- ASSIGNMENT -
Your reply should consist solely of the lines from the one containing "vehicle.require_deposit = require_deposit;" through the end of the data, restated word for word.

- AVAILABLE DATA -
════════════════════

use std::path::{Path, PathBuf};

use rust_decimal::Decimal;
use tokio::sync::Mutex;
use tracing::debug;

use super::HostStore;
use crate::deposit;
use crate::error::{RentalError, Result};
use crate::types::{
    DiscountSettings, HostGlobalDepositSettings, HostSnapshot, RevenueSelection, Vehicle,
    VehicleDepositMode,
};

/// Host data kept in a single JSON file.
///
/// Each write reads the whole snapshot, applies the change, and writes it back
/// under a lock. A missing file reads as an empty snapshot.
#[derive(Debug)]
pub struct JsonFileStore {
    path: PathBuf,
    lock: Mutex<()>,
}

impl JsonFileStore {
    pub fn new(path: impl Into<PathBuf>) -> Self {
        Self {
            path: path.into(),
            lock: Mutex::new(()),
        }
    }

    pub fn path(&self) -> &Path {
        &self.path
    }

    /// Read the whole snapshot.
    pub async fn load(&self) -> Result<HostSnapshot> {
        match tokio::fs::read(&self.path).await {
            Ok(bytes) => Ok(serde_json::from_slice(&bytes)?),
            Err(e) if e.kind() == std::io::ErrorKind::NotFound => {
                debug!(path = %self.path.display(), "no snapshot yet; starting empty");
                Ok(HostSnapshot::default())
            }
            Err(e) => Err(e.into()),
        }
    }

    /// Replace the whole snapshot.
    pub async fn store(&self, snapshot: &HostSnapshot) -> Result<()> {
        let _held = self.lock.lock().await;
        self.write(snapshot).await
    }

    async fn write(&self, snapshot: &HostSnapshot) -> Result<()> {
        let bytes = serde_json::to_vec_pretty(snapshot)?;
        let tmp = self.path.with_extension("json.tmp");
        tokio::fs::write(&tmp, bytes).await?;
        tokio::fs::rename(&tmp, &self.path).await?;
        Ok(())
    }

    async fn update<T>(&self, apply: impl FnOnce(&mut HostSnapshot) -> Result<T>) -> Result<T> {
        let _held = self.lock.lock().await;
        let mut snapshot = self.load().await?;
        let out = apply(&mut snapshot)?;
        self.write(&snapshot).await?;
        Ok(out)
    }
}

impl HostStore for JsonFileStore {
    async fn fetch_vehicles(&self) -> Result<Vec<Vehicle>> {
        Ok(self.load().await?.vehicles)
    }

    async fn fetch_deposit_settings(&self) -> Result<HostGlobalDepositSettings> {
        Ok(self.load().await?.deposit_settings)
    }

    async fn save_deposit_settings(
        &self,
        settings: &HostGlobalDepositSettings,
    ) -> Result<HostGlobalDepositSettings> {
        self.update(|snap| {
            snap.deposit_settings = settings.clone();
            Ok(snap.deposit_settings.clone())
        })
        .await
    }

    async fn update_vehicle_deposit_mode(
        &self,
        vehicle_ids: &[String],
        mode: VehicleDepositMode,
    ) -> Result<usize> {
        self.update(|snap| {
            let settings = snap.deposit_settings.clone();
            deposit::set_deposit_mode(&mut snap.vehicles, vehicle_ids, mode, &settings)
        })
        .await
    }

    async fn save_vehicle_deposit(
        &self,
        vehicle_id: &str,
        require_deposit: bool,
        deposit_amount: Option<Decimal>,
    ) -> Result<Vehicle> {
        self.update(|snap| {
            let vehicle = snap
                .vehicles
                .iter_mut()
                .find(|v| v.id == vehicle_id)
                .ok_or_else(|| RentalError::VehicleNotFound(vehicle_id.to_string()))?;
            vehicle.require_deposit = require_deposit;
            vehicle.deposit_amount = deposit_amount;
            Ok(vehicle.clone())
        })
        .await
    }

    async fn fetch_discounts(&self) -> Result<DiscountSettings> {
        Ok(self.load().await?.discounts)
    }

    async fn save_discounts(&self, discounts: &DiscountSettings) -> Result<DiscountSettings> {
        self.update(|snap| {
            snap.discounts = *discounts;
            Ok(snap.discounts)
        })
        .await
    }

    async fn fetch_revenue_selection(&self) -> Result<RevenueSelection> {
        Ok(self.load().await?.revenue)
    }

    async fn save_revenue_selection(
        &self,
        selection: &RevenueSelection,
    ) -> Result<RevenueSelection> {
        self.update(|snap| {
            snap.revenue = *selection;
            Ok(snap.revenue)
        })
        .await
    }

    async fn fetch_fleet_size(&self) -> Result<u32> {
        Ok(self.load().await?.fleet_size())
    }
}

════════════════════

- RESPONSE BELOW -
            vehicle.require_deposit = require_deposit;
            vehicle.deposit_amount = deposit_amount;
            Ok(vehicle.clone())
        })
        .await
    }

    async fn fetch_discounts(&self) -> Result<DiscountSettings> {
        Ok(self.load().await?.discounts)
    }

    async fn save_discounts(&self, discounts: &DiscountSettings) -> Result<DiscountSettings> {
        self.update(|snap| {
            snap.discounts = *discounts;
            Ok(snap.discounts)
        })
        .await
    }

    async fn fetch_revenue_selection(&self) -> Result<RevenueSelection> {
        Ok(self.load().await?.revenue)
    }

    async fn save_revenue_selection(
        &self,
        selection: &RevenueSelection,
    ) -> Result<RevenueSelection> {
        self.update(|snap| {
            snap.revenue = *selection;
            Ok(snap.revenue)
        })
        .await
    }

    async fn fetch_fleet_size(&self) -> Result<u32> {
        Ok(self.load().await?.fleet_size())
    }
}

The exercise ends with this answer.